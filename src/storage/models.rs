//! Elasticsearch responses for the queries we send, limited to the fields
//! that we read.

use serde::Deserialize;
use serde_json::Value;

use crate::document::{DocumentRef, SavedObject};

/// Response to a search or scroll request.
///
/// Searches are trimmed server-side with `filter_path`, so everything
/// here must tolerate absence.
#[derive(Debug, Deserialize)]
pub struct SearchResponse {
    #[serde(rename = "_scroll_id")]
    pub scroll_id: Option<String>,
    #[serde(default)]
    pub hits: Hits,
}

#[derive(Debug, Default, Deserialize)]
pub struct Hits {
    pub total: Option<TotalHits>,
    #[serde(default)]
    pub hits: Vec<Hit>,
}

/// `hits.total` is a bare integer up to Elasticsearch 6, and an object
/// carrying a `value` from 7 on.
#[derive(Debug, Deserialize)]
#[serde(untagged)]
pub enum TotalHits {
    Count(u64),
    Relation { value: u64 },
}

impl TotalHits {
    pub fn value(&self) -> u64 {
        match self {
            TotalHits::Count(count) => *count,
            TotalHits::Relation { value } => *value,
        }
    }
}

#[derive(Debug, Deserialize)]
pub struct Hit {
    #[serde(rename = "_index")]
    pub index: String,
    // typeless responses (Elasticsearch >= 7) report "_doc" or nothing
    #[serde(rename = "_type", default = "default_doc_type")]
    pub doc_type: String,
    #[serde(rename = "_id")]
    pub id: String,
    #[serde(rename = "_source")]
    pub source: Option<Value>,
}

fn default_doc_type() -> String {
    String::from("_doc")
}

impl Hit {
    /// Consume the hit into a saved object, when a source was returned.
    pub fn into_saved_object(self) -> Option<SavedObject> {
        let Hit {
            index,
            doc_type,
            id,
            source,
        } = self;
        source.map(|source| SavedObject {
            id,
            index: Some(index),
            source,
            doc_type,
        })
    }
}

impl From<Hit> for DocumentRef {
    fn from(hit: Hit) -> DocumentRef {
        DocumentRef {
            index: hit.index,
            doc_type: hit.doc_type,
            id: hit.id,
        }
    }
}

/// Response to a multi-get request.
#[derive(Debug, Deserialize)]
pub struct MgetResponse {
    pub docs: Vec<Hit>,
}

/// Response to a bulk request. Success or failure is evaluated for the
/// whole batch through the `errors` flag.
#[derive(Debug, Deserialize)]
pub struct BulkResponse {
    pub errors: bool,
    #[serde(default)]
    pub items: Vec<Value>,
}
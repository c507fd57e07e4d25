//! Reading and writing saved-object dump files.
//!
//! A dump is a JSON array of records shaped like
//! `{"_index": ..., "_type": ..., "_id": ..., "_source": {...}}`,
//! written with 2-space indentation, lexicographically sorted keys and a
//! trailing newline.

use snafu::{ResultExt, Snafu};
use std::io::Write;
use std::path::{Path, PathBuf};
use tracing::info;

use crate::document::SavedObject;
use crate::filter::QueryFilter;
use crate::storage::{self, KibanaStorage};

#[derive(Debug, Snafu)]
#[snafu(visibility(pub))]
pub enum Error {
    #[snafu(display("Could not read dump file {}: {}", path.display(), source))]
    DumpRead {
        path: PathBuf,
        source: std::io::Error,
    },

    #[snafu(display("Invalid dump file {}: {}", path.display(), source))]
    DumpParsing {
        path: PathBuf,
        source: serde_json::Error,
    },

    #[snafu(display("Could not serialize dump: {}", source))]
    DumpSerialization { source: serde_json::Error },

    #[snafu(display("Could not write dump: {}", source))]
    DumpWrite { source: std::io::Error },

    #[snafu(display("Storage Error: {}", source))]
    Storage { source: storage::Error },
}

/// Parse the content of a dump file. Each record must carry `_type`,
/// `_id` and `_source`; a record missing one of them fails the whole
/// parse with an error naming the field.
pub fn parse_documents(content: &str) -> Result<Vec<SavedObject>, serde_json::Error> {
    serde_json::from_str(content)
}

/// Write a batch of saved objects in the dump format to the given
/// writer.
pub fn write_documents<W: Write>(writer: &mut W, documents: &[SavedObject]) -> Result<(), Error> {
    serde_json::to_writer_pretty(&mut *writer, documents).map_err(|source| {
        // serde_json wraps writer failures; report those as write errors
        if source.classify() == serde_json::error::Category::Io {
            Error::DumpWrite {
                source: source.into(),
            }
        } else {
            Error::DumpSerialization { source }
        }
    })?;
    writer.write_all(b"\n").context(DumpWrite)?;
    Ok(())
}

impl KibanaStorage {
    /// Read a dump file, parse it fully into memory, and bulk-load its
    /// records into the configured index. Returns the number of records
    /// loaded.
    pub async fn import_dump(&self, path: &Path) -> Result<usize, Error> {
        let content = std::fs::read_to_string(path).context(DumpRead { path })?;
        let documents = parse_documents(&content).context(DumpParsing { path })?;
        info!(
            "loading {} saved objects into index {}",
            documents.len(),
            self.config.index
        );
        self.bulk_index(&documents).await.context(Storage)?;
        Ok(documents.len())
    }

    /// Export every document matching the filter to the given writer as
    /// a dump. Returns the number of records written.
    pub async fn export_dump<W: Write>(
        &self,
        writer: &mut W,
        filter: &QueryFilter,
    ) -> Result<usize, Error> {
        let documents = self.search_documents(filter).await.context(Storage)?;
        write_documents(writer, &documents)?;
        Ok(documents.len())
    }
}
* * * * * * * * *
- _Problem details_: If a line above includes the string "TotalHits", pick it out.

- _Answer section_:
    pub total: Option<TotalHits>,
pub enum TotalHits {
impl TotalHits {
            TotalHits::Count(count) => *count,
            TotalHits::Relation { value } => *value,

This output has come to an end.